肌のクリニック院長の肌ブログ

東京でニキビ治療・シミ治療・調剤化粧品・プラセンタ療法外来をしている医師のブログ

フェルラ酸日焼け止めについて

time 2016/03/17

何かおすすめの日焼け止めはありますか?

患者さんからお勧めの日焼け止めを聞かれるといつも困ってしまいます。なぜなら、肌に良い日焼け止めなど存在しないからです。さらに、日焼け止めはニキビの原因にもなりやすいです。ですから、付けなくて良い状況であれば、日焼け止めを付けないことがベストの選択となります。

そうはいっても、アキュテインでのニキビの治療中は、極端に紫外線に対する肌の防御能力が落ちますので、外出時は必須になります。また、光老化(シミやしわ)を考えると、紫外線の害>日焼け止めの害となるため、日焼け止めは使用してもらったほうが良いのです。

そこで、患者さんへお勧めというほどではないにせよ、ある程度気を使っている会社の日焼け止めとして、パックスナチュロンのUVクリームや、オルビスのノンケミカルの日焼け止めなどを挙げることが多かったのですが、やはり患者さんの中には、刺激で赤くなってしまったり、ニキビが出来やすくなる方がおられます。また、使い心地も正直よくありません。

酸化チタンと酸化亜鉛は肌を錆びさせる

日焼け止めの成分は、「紫外線吸収剤」と「紫外線錯乱剤」の2種類があります。紫外線吸収剤は、発がん性や炎症、アレルギーを起こす物質が多く、最近では、紫外線吸収剤自体をコーティングして、肌への影響を抑えたり、紫外線吸収剤自体を配合しない、ノンケミカルをうたった日焼け止めが多く見られます。

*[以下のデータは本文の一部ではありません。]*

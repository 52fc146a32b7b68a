//! Data Transfer Objects - request bodies accepted by the API.
//!
//! Fields are optional so that a missing or `null` field decodes cleanly and
//! is rejected by validation with a 400, the same as an empty one.

use serde::{Deserialize, Serialize};

/// Body of `POST /posts`.
#[derive(Debug, Clone, Default, Serialize, Deserialize)]
pub struct CreatePostRequest {
    #[serde(default)]
    pub title: Option<String>,
    #[serde(default)]
    pub content: Option<String>,
}

/// Body of `POST /posts/comments`.
#[derive(Debug, Clone, Default, Serialize, Deserialize)]
pub struct CreateCommentRequest {
    #[serde(default)]
    pub post_id: Option<String>,
    #[serde(default)]
    pub content: Option<String>,
}
//! Store adapter - parameterized statements against the underlying database.

use sea_orm::{
    ConnectionTrait, DbBackend, DbConn, DbErr, QueryResult, SqlErr, Statement, Value,
};

use blog_core::error::RepoError;

/// Thin wrapper issuing parameterized SQL through a shared connection pool.
///
/// Values are always bound, never spliced into the statement text. Each call
/// is a single statement; there is no retry and no transaction around it.
#[derive(Clone)]
pub struct SqlStore {
    db: DbConn,
}

impl SqlStore {
    pub fn new(db: DbConn) -> Self {
        Self { db }
    }

    pub fn backend(&self) -> DbBackend {
        self.db.get_database_backend()
    }

    fn statement(&self, sql: &str, values: Vec<Value>) -> Statement {
        Statement::from_sql_and_values(self.backend(), sql, values)
    }

    /// Run a write and return the number of rows it affected.
    pub async fn execute(&self, sql: &str, values: Vec<Value>) -> Result<u64, RepoError> {
        let result = self
            .db
            .execute(self.statement(sql, values))
            .await
            .map_err(into_repo_error)?;

        Ok(result.rows_affected())
    }

    /// Fetch exactly one row, failing with [`RepoError::NotFound`] when there is none.
    pub async fn query_one(&self, sql: &str, values: Vec<Value>) -> Result<QueryResult, RepoError> {
        self.db
            .query_one(self.statement(sql, values))
            .await
            .map_err(into_repo_error)?
            .ok_or(RepoError::NotFound)
    }

    /// Fetch every row the statement yields.
    pub async fn query_many(
        &self,
        sql: &str,
        values: Vec<Value>,
    ) -> Result<Vec<QueryResult>, RepoError> {
        self.db
            .query_all(self.statement(sql, values))
            .await
            .map_err(into_repo_error)
    }
}

/// Classify a driver error without losing its message.
pub(crate) fn into_repo_error(err: DbErr) -> RepoError {
    match err.sql_err() {
        Some(SqlErr::UniqueConstraintViolation(msg))
        | Some(SqlErr::ForeignKeyConstraintViolation(msg)) => return RepoError::Constraint(msg),
        _ => {}
    }

    match err {
        DbErr::Conn(_) | DbErr::ConnectionAcquire(_) => RepoError::Connection(err.to_string()),
        DbErr::RecordNotFound(_) => RepoError::NotFound,
        other => RepoError::Query(other.to_string()),
    }
}

/// Read a named column from a row.
pub(crate) fn get<T: sea_orm::TryGetable>(row: &QueryResult, column: &str) -> Result<T, RepoError> {
    row.try_get("", column)
        .map_err(|e| RepoError::Query(format!("reading column {column}: {e}")))
}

ノンケミカルの日焼け止めに必ず含まれているのが、酸化チタンや酸化亜鉛(紫外線錯乱剤)です。酸化チタンや酸化亜鉛は、紫外線にあたるとそれ自体が活性酸素を発生します(光触媒作用)。酸化チタンの場合、化粧品には活性酸素を発生しにくい「ルチル型」が使用されていますが、それでも活性酸素を完全にゼロに抑えることはできません。

現在の主流となっているナノ化された酸化チタンは、酸化チタンの粒子を非常に細かくして、肌に塗った際に白浮きしないようにしたものです。酸化チタンは、粒子が大きいと白く見えますので、透明に見えるほど細かくしています。どれくらい細かいかというと、正常な肌の細胞間の隙間は、40~60nm程度ですが、それよりも細かくすることが可能です。細かければ、毛穴に詰まるどころの問題じゃなく、肌のバリア機能を通過して、生体の内部まで侵入してしまうのではないかと危惧されいています。ナノ化粧品の安全性が完全に確立してないのは、このあたりの問題がクリアになっていないためです。しかし、現時点で出ている報告では、いくら粒子をナノ化しても、肌表面から角質層を通過して、どんどん生体内侵入するということはないとされていますので、過度に心配する必要はありません。また、スプレー式やパウダー式の日焼け止めがありますが、乳液タイプやジェルタイプと異なり、こちらの方が実は問題です。なぜなら、微粒子を鼻や口から吸入してしまうリスクが高いからです。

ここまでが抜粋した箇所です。